D5’s biggest bonus is that given all the features available to players, you don’t necessarily have to use them all in order to progress within the game. Each feature is available to use as and how you see fit; customization is open to your own preference. Disgaea is all about how creative you can be, there’s not just one path to success; experiment and find your own key to victory.
Being the series’ first foray on the PlayStation 4, its clear that the game doesn’t push the system to its full potential but as an SPRG it doesn’t really need to. Disgaea boasts a classic SRPG look but still manages to meet modern-day visual standards. Sprite characters are crisp and clear but still retain an old-school charm – who doesn’t love seeing sprites and being reminded of the 16-bit glory days? Colours are bright and vibrant with each new episode focusing on a different colour pallet.
The game features both English and Japanese audio options, which are available to you from the outset, and can be switched from the menu outside of battles. I found Killia to have a very flat tone of voice in the English cast version, whether this was a conscious effort in portraying the character or not it comes off very lazy with the character sounding bored and lifeless not someone with a quest for revenge. Either audio option is a safe bet each bringing something different to the table and being able to change between the two so easily is a great move.

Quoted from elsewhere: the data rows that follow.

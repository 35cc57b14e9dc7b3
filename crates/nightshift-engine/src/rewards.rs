//! Deterministic reward tables and skill multipliers.
//!
//! No randomness here: a sub-type maps to a fixed [`RewardBundle`], skills
//! scale it by flat percentages, and passive streams additionally scale by
//! elapsed seconds.

use nightshift_types::{GameState, Proficiency, RewardBundle};

use crate::skills;

/// Reward table a categorized action draws from.
#[derive(Debug, Clone, Copy, PartialEq, Eq)]
pub enum RewardCategory {
    /// `PERFORM_HANGAR_TASK`.
    Hangar,
    /// `PERFORM_OFFICE_TASK`.
    Office,
    /// `SCAVENGE`.
    Scavenge,
}

/// A passive income stream.
#[derive(Debug, Clone, Copy, PartialEq, Eq)]
pub enum PassiveStream {
    /// Night crew working the floor unsupervised.
    NightCrew,
    /// Transit checks delegated to someone else's stamp.
    TransitCheckDelegation,
    /// Service request forms filed automatically.
    AutoSrf,
}

/// Look up the table value for a categorized action.
#[allow(clippy::match_same_arms)]
pub fn table_reward(category: RewardCategory, sub_type: &str) -> Option<RewardBundle> {
    let bundle = match (category, sub_type) {
        (RewardCategory::Hangar, "rivet_panel") => RewardBundle::new(20.0, 10.0, 2.0, 0.0),
        (RewardCategory::Hangar, "torque_check") => RewardBundle::new(15.0, 8.0, 0.0, 0.0),
        (RewardCategory::Hangar, "lube_gear") => RewardBundle::new(10.0, 5.0, 1.0, 0.0),
        (RewardCategory::Office, "file_srf") => RewardBundle::new(15.0, 12.0, 0.0, -1.0),
        (RewardCategory::Office, "transit_check") => RewardBundle::new(25.0, 20.0, 0.0, 1.0),
        (RewardCategory::Office, "archive_records") => RewardBundle::new(20.0, 5.0, 0.0, -2.0),
        (RewardCategory::Scavenge, "bin_dive") => RewardBundle::new(5.0, 0.0, 3.0, 1.0),
        (RewardCategory::Scavenge, "parts_cage") => RewardBundle::new(10.0, 0.0, 6.0, 3.0),
        _ => return None,
    };
    Some(bundle)
}

/// Per-second rate of a passive stream before skills.
pub const fn passive_rate(stream: PassiveStream) -> RewardBundle {
    match stream {
        PassiveStream::NightCrew => RewardBundle::new(0.0, 0.0, 0.05, 0.02),
        PassiveStream::TransitCheckDelegation => RewardBundle::new(0.2, 0.5, 0.0, 0.01),
        PassiveStream::AutoSrf => RewardBundle::new(0.5, 0.2, 0.0, 0.0),
    }
}

/// Apply the general skill multipliers to a bundle.
///
/// `keen_eye`: XP ×1.1. `scrounger`: materials ×1.1 and positive suspicion
/// ×0.85.
pub fn apply_skill_bonuses(bundle: RewardBundle, proficiency: &Proficiency) -> RewardBundle {
    let mut out = bundle;
    if proficiency.has(skills::KEEN_EYE) {
        out.xp *= 1.1;
    }
    if proficiency.has(skills::SCROUNGER) {
        out.materials *= 1.1;
        if out.suspicion > 0.0 {
            out.suspicion *= 0.85;
        }
    }
    out
}

/// Reward for a categorized action with skills applied.
pub fn calculate_reward(
    category: RewardCategory,
    sub_type: &str,
    proficiency: &Proficiency,
) -> Option<RewardBundle> {
    table_reward(category, sub_type).map(|b| apply_skill_bonuses(b, proficiency))
}

/// Reward a passive stream pays over `secs` seconds.
pub fn passive_reward(stream: PassiveStream, secs: f64, proficiency: &Proficiency) -> RewardBundle {
    let mut bundle = apply_skill_bonuses(passive_rate(stream), proficiency);
    if stream == PassiveStream::NightCrew && proficiency.has(skills::CREW_CHIEF) {
        bundle.materials *= 1.25;
    }
    bundle.scaled(secs)
}

/// Credit a bundle to the state. Materials arrive as alclad sheet.
pub fn grant(state: &mut GameState, bundle: RewardBundle) {
    state.resources.add_experience(bundle.xp);
    state.resources.add_credits(bundle.credits);
    state.resources.alclad = (state.resources.alclad + bundle.materials).max(0.0);
    state.resources.add_suspicion(bundle.suspicion);
}
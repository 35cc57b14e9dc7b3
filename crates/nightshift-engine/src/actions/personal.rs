//! Personal handlers: breaks, pills, the janitor, skills, and the
//! passive-income toggles.

use nightshift_types::LogType;
use serde_json::Value;
use tracing::debug;

use super::{ActionDraft, SANITY_SHIELD_MS, payload_str};
use crate::skills;

/// `TAKE_BREAK`.
pub fn take_break(d: &mut ActionDraft<'_, '_>) {
    d.state.resources.add_focus(20.0);
    d.state.hf_stats.add_fatigue(-15.0);
    d.state.resources.add_suspicion(3.0);
    d.log("You sit down for ten minutes. Someone notices.", LogType::Info);
}

/// `TALK_TO_JANITOR`: one draw. The janitor leaves afterwards.
pub fn talk_to_janitor(d: &mut ActionDraft<'_, '_>) {
    if !d.state.flags.janitor_present {
        d.fail("There is nobody here but you.");
        return;
    }
    d.state.flags.has_met_the_janitor = true;
    d.state.flags.janitor_present = false;

    let r = d.roll();
    if r < 0.3 {
        d.state.resources.kardex_fragments += 1.0;
        d.log(
            "The janitor presses a kardex card into your hand. \"You dropped this. In 1974.\"",
            LogType::Story,
        );
    } else if r < 0.7 {
        d.state.resources.add_sanity(10.0);
        d.log("The janitor talks about nothing for a while. It helps.", LogType::Story);
    } else {
        d.state.resources.add_sanity(-5.0);
        d.log("The janitor stops mopping and looks at you for too long.", LogType::Story);
    }
}

/// `TAKE_PILLS`.
pub fn take_pills(d: &mut ActionDraft<'_, '_>) {
    if d.state.inventory.pills == 0 {
        d.fail("The blister pack is empty.");
        return;
    }
    d.state.inventory.pills -= 1;
    d.state.hf_stats.sanity_shield_timer = SANITY_SHIELD_MS;
    d.state.resources.add_sanity(5.0);
    d.log("The edges of things go soft.", LogType::Info);
}

/// `UNLOCK_SKILL { skillId }`. Every refusal is silent.
pub fn unlock_skill(d: &mut ActionDraft<'_, '_>, payload: &Value) {
    let id = payload_str(payload, "skillId").unwrap_or_default();
    match skills::check_unlock(id, &d.state.proficiency) {
        Ok(skill) => {
            d.state.proficiency.skill_points -= 1;
            d.state.proficiency.unlocked.push(skill.id.to_owned());
            d.log(format!("Skill unlocked: {}.", skill.label), LogType::Success);
        }
        Err(refusal) => debug!(skill = id, ?refusal, "Skill unlock refused"),
    }
}

fn toggled(d: &mut ActionDraft<'_, '_>, name: &str, on: bool) {
    let state = if on { "on" } else { "off" };
    d.log(format!("{name}: {state}."), LogType::Info);
}

/// `TOGGLE_AUTO_SRF`.
pub fn toggle_auto_srf(d: &mut ActionDraft<'_, '_>) {
    let on = !d.state.flags.auto_srf_active;
    d.state.flags.auto_srf_active = on;
    toggled(d, "Automatic SRF filing", on);
}

/// `TOGGLE_NIGHT_CREW`.
pub fn toggle_night_crew(d: &mut ActionDraft<'_, '_>) {
    let on = !d.state.flags.night_crew_active;
    d.state.flags.night_crew_active = on;
    toggled(d, "Night crew", on);
}

/// `TOGGLE_TRANSIT_CHECK_DELEGATION`.
pub fn toggle_transit_check_delegation(d: &mut ActionDraft<'_, '_>) {
    let on = !d.state.flags.transit_check_delegation_active;
    d.state.flags.transit_check_delegation_active = on;
    toggled(d, "Transit-check delegation", on);
}
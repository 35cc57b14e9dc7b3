//! The single State tree produced by the action and tick processors.
//!
//! [`GameState`] is replaced wholesale on every processed action or tick.
//! Bounded gauges (`sanity`, `suspicion`, `focus`, `health`) are only ever
//! written through the clamping helpers on [`Resources`], so every write
//! lands inside `[0, 100]`.

use std::collections::BTreeMap;

use serde::{Deserialize, Serialize};
use ts_rs::TS;
use uuid::Uuid;

use crate::enums::{LogType, ToolId};
use crate::structs::{
    ActiveEvent, ActiveHazard, Anomaly, Job, LogEntry, MailMessage, Notification, Rotable,
    ScenarioState, TerminalState,
};

/// Maximum number of entries kept in the activity log.
pub const LOG_CAPACITY: usize = 50;

/// Upper bound of every clamped gauge.
pub const GAUGE_MAX: f64 = 100.0;

/// Top-level keys every save record and transfer payload must carry.
pub const REQUIRED_SAVE_KEYS: [&str; 17] = [
    "resources",
    "inventory",
    "flags",
    "logs",
    "proficiency",
    "stats",
    "hfStats",
    "rotables",
    "toolConditions",
    "mail",
    "activeJob",
    "activeEvent",
    "activeHazards",
    "vendingPrices",
    "archiveTerminal",
    "maintenanceTerminal",
    "lastUpdate",
];

fn clamp_gauge(value: f64) -> f64 {
    value.clamp(0.0, GAUGE_MAX)
}

// ---------------------------------------------------------------------------
// Resources
// ---------------------------------------------------------------------------

/// Numeric resource pool.
#[derive(Debug, Clone, PartialEq, Serialize, Deserialize, TS)]
#[serde(rename_all = "camelCase", default)]
#[ts(export, export_to = "bindings/")]
pub struct Resources {
    /// Sanity gauge in `[0, 100]`.
    pub sanity: f64,
    /// Suspicion gauge in `[0, 100]`.
    pub suspicion: f64,
    /// Focus gauge in `[0, 100]`; the action-gating resource.
    pub focus: f64,
    /// Health gauge in `[0, 100]`.
    pub health: f64,
    /// Player level, at least 1.
    pub level: u32,
    /// Experience toward the next level.
    pub experience: f64,
    /// Currency.
    pub credits: f64,
    /// Alclad sheet (the generic "materials" reward).
    pub alclad: f64,
    /// Loose rivets.
    pub rivets: f64,
    /// Scrap metal, sold at the toolroom.
    pub scrap_metal: f64,
    /// Narrative currency found in old records.
    pub kardex_fragments: f64,
}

As a wrestling fan, I couldn’t help but notice the references to iconic wrestlers such as Hulk Hogan and The Rock. Red Magnus likes to work in a few of The Rock’s catchphrases here and there with “jabronies”, “just bring it” and “shut your mouth”. While a character called Logan talking about “lifting and throwing” and ending every sentence with ‘brotha’ it’s hard not to see where he’s inspired from. That being said, D5 has a great collection of wacky and insane characters that really boost the enjoyment of the game so be prepared to bear witness to some of the strangest conversations ever had in video games.

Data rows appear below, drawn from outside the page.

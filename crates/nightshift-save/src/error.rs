//! Error types for the persistence layer.
//!
//! None of these cross the load or import boundary: `load_state` degrades to
//! defaults and `import_game_data` degrades to `None`. They exist so the
//! cause can be logged and so `save_state` can report a failed write.

use std::path::PathBuf;

/// A storage backend failed.
#[derive(Debug, thiserror::Error)]
pub enum StorageError {
    /// Reading or writing the backing file failed.
    #[error("I/O error on {path}: {source}")]
    Io {
        /// File that was being accessed.
        path: PathBuf,
        /// Underlying error.
        source: std::io::Error,
    },

    /// The key contains characters that cannot name a slot.
    #[error("Invalid storage key: {0:?}")]
    InvalidKey(String),
}

/// Saving a state failed.
#[derive(Debug, thiserror::Error)]
pub enum SaveError {
    /// The storage backend failed.
    #[error("Storage error: {0}")]
    Storage(#[from] StorageError),

    /// The state could not be serialized.
    #[error("Serialization error: {0}")]
    Serialization(#[from] serde_json::Error),
}

/// A transfer string could not be produced or decoded.
#[derive(Debug, thiserror::Error)]
pub enum TransferError {
    /// The input was empty or whitespace.
    #[error("Transfer string is empty")]
    Empty,

    /// The input is not an even-length hex string.
    #[error("Transfer string is not valid hex")]
    InvalidHex,

    /// The input is too short to carry a checksum.
    #[error("Transfer string is truncated")]
    Truncated,

    /// The checksum does not match the decoded payload.
    #[error("Checksum mismatch: expected {expected:08x}, found {found:08x}")]
    ChecksumMismatch {
        /// Checksum carried by the string.
        expected: u32,
        /// Checksum of the decoded payload.
        found: u32,
    },

    /// The payload is not the expected JSON shape.
    #[error("Payload error: {0}")]
    Payload(#[from] serde_json::Error),

    /// The game data lacks a required top-level key.
    #[error("Game data is missing required key {0:?}")]
    MissingKey(&'static str),
}
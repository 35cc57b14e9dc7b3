//! Timer countdowns and the continuous drains and regeneration.
//!
//! A timer only counts while it is above zero. The tick that carries it to
//! zero or below clamps it to exactly zero and fires its paired effect;
//! later ticks see zero and do nothing.

use nightshift_types::{GameState, LogType, Notification, NotificationVariant};
use tracing::debug;

use super::roll_rate;
use crate::actions::JANITOR_COOLDOWN_MS;
use crate::context::TickContext;
use crate::progression;
use crate::skills;

/// Fatigue added when a venom surge wears off.
pub const VENOM_CRASH_FATIGUE: f64 = 10.0;
/// Sanity below which hallucinations begin.
pub const HALLUCINATION_ONSET: f64 = 20.0;
/// Sanity at or above which hallucinations stop.
pub const HALLUCINATION_RECOVERY: f64 = 40.0;
/// Focus lost per second while hallucinating.
pub const HALLUCINATION_FOCUS_DRAIN: f64 = 0.3;
/// Sanity lost per second while afraid, before the difficulty multiplier.
pub const FEAR_SANITY_DRAIN: f64 = 0.5;
/// Base focus regeneration per second.
pub const FOCUS_REGEN: f64 = 0.4;
/// Janitor appearance rate per second.
pub const JANITOR_SPAWN_PER_SEC: f64 = 0.002;

/// Count a timer down. Returns `true` only on the tick it reaches zero.
fn count_down(timer: &mut f64, delta_ms: f64) -> bool {
    if *timer <= 0.0 {
        return false;
    }
    *timer -= delta_ms;
    if *timer <= 0.0 {
        *timer = 0.0;
        return true;
    }
    false
}

/// Step 9.
pub fn update_timers(state: &mut GameState, delta_ms: f64, now_ms: i64) {
    let hf = &mut state.hf_stats;
    let fear = count_down(&mut hf.fear_timer, delta_ms);
    let schedule = count_down(&mut hf.schedule_compression_timer, delta_ms);
    let shield = count_down(&mut hf.sanity_shield_timer, delta_ms);
    let loophole = count_down(&mut hf.found_loophole_timer, delta_ms);
    let toolroom = count_down(&mut hf.toolroom_master_cooldown, delta_ms);
    let efficiency = count_down(&mut hf.efficiency_boost_timer, delta_ms);
    let venom = count_down(&mut hf.venom_surge_timer, delta_ms);
    let janitor = count_down(&mut hf.janitor_cooldown, delta_ms);

    if fear {
        state.flags.is_afraid = false;
        state.push_log("Your pulse settles. Whatever it was, it has gone.", LogType::Info, now_ms);
    }
    if schedule {
        state.flags.schedule_compressed = false;
        state.push_log("Overtime is over. The cards slow down.", LogType::Info, now_ms);
    }
    if shield {
        state.push_log("The pills wear off. Colours come back.", LogType::Info, now_ms);
    }
    if loophole {
        state.flags.found_loophole = false;
        state.push_log("Someone closed the loophole.", LogType::Info, now_ms);
    }
    if toolroom {
        state.push_log("The toolroom master is taking questions again.", LogType::Info, now_ms);
    }
    if efficiency {
        state.push_log("The coffee wears off.", LogType::Info, now_ms);
    }
    if venom {
        state.flags.venom_surge_active = false;
        state.hf_stats.add_fatigue(VENOM_CRASH_FATIGUE);
        state.push_log("The venom crash hits all at once.", LogType::Warning, now_ms);
    }
    if janitor {
        state.flags.janitor_present = false;
        debug!("Janitor cooldown elapsed");
    }
}

/// Step 10.
pub fn apply_drains_and_regen(state: &mut GameState, secs: f64, ctx: &mut TickContext<'_>) {
    let now = ctx.now_ms;

    if !state.flags.is_hallucinating && state.resources.sanity < HALLUCINATION_ONSET {
        state.flags.is_hallucinating = true;
        state.push_log("The rivets are moving. You are almost sure of it.", LogType::Story, now);
    } else if state.flags.is_hallucinating && state.resources.sanity >= HALLUCINATION_RECOVERY {
        state.flags.is_hallucinating = false;
        state.push_log("The rivets hold still again.", LogType::Info, now);
    }
    if state.flags.is_hallucinating {
        state.resources.add_focus(-HALLUCINATION_FOCUS_DRAIN * secs);
    }

    if state.flags.is_afraid && state.hf_stats.sanity_shield_timer <= 0.0 {
        let mut rate = FEAR_SANITY_DRAIN * progression::difficulty_multiplier(state.resources.level);
        if state.proficiency.has(skills::IRON_WILL) {
            rate *= 0.75;
        }
        state.resources.add_sanity(-rate * secs);
    }

    let mut regen = FOCUS_REGEN;
    if state.flags.night_crew_active {
        regen *= 0.5;
    }
    if state.flags.is_afraid {
        regen *= 0.5;
    }
    if state.hf_stats.efficiency_boost_timer > 0.0 {
        regen *= 1.5;
    }
    state.resources.add_focus(regen * secs);

    if !state.flags.janitor_present
        && state.hf_stats.janitor_cooldown <= 0.0
        && roll_rate(ctx, JANITOR_SPAWN_PER_SEC, secs)
    {
        state.flags.janitor_present = true;
        state.hf_stats.janitor_cooldown = JANITOR_COOLDOWN_MS;
        state.push_log("Somewhere nearby, a mop bucket squeaks.", LogType::Story, now);
        state.enqueue_notification(Notification::new(
            "janitor",
            "The janitor is here",
            None,
            NotificationVariant::Info,
        ));
    }
}

#[cfg(test)]
#[allow(clippy::float_cmp)]
mod tests {
    use super::*;
    use crate::context::{EngineContext, RecordingHooks};
    use crate::random::ScriptedRandom;

    #[test]
    fn fear_timer_clamps_and_clears_once() {
        let mut state = GameState::default();
        state.flags.is_afraid = true;
        state.hf_stats.fear_timer = 500.0;

        update_timers(&mut state, 1000.0, 0);
        assert_eq!(state.hf_stats.fear_timer, 0.0);
        assert!(!state.flags.is_afraid);
        assert_eq!(state.logs.len(), 1);

        update_timers(&mut state, 1000.0, 0);
        assert_eq!(state.hf_stats.fear_timer, 0.0);
        assert_eq!(state.logs.len(), 1);
    }

    #[test]
    fn venom_crash_adds_fatigue() {
        let mut state = GameState::default();
        state.flags.venom_surge_active = true;
        state.hf_stats.venom_surge_timer = 10.0;
        update_timers(&mut state, 50.0, 0);
        assert!(!state.flags.venom_surge_active);
        assert_eq!(state.hf_stats.fatigue, VENOM_CRASH_FATIGUE);
    }

    #[test]
    fn shield_suppresses_fear_drain() {
        let mut state = GameState::default();
        state.flags.is_afraid = true;
        state.hf_stats.fear_timer = 10_000.0;
        state.hf_stats.sanity_shield_timer = 10_000.0;
        state.flags.janitor_present = true;

        let mut rng = ScriptedRandom::constant(0.99);
        let mut hooks = RecordingHooks::new();
        let mut ctx = EngineContext::new(&mut rng, &mut hooks, 0);
        apply_drains_and_regen(&mut state, 2.0, &mut ctx);
        assert_eq!(state.resources.sanity, 100.0);

        state.hf_stats.sanity_shield_timer = 0.0;
        apply_drains_and_regen(&mut state, 2.0, &mut ctx);
        assert_eq!(state.resources.sanity, 99.0);
    }

    #[test]
    fn focus_regen_modifiers_stack() {
        let mut state = GameState::default();
        state.resources.focus = 50.0;
        state.flags.janitor_present = true;
        state.flags.night_crew_active = true;
        state.hf_stats.efficiency_boost_timer = 1000.0;

        let mut rng = ScriptedRandom::constant(0.99);
        let mut hooks = RecordingHooks::new();
        let mut ctx = EngineContext::new(&mut rng, &mut hooks, 0);
        apply_drains_and_regen(&mut state, 10.0, &mut ctx);
        // 0.4 × 0.5 × 1.5 = 0.3 per second.
        assert!((state.resources.focus - 53.0).abs() < 1e-9);
    }

    #[test]
    fn janitor_appears_on_a_hit() {
        let mut state = GameState::default();
        let mut rng = ScriptedRandom::constant(0.0);
        let mut hooks = RecordingHooks::new();
        let mut ctx = EngineContext::new(&mut rng, &mut hooks, 0);
        apply_drains_and_regen(&mut state, 1.0, &mut ctx);
        assert!(state.flags.janitor_present);
        assert_eq!(state.hf_stats.janitor_cooldown, JANITOR_COOLDOWN_MS);
    }
}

As a big fan of strategy RPG’s, I’m surprised at myself that this is my first foray into the Disgaea franchise. Often hearing of the series' brilliance, I’ve never found myself picking up one to play and I realise now what a great injustice that is.
I will say, however, that past knowledge of the series may be a good thing as the sheer amount of options available to you can be quite daunting. Outside of battles, I found my head spinning at all the possible ways of customising characters and the extra features available. Not to say this is a downside to the game rather a benefit that only adds to the game's long-term appeal.
It’s clear that Disgaea 5: Alliance of Vengeance has so much to offer that you may never truly achieve 100% completion, but be ready to sink in many hours trying. Even after the main story campaign, there’s just so much to keep you coming back for more; D5 is easily worth the price of admission and then some.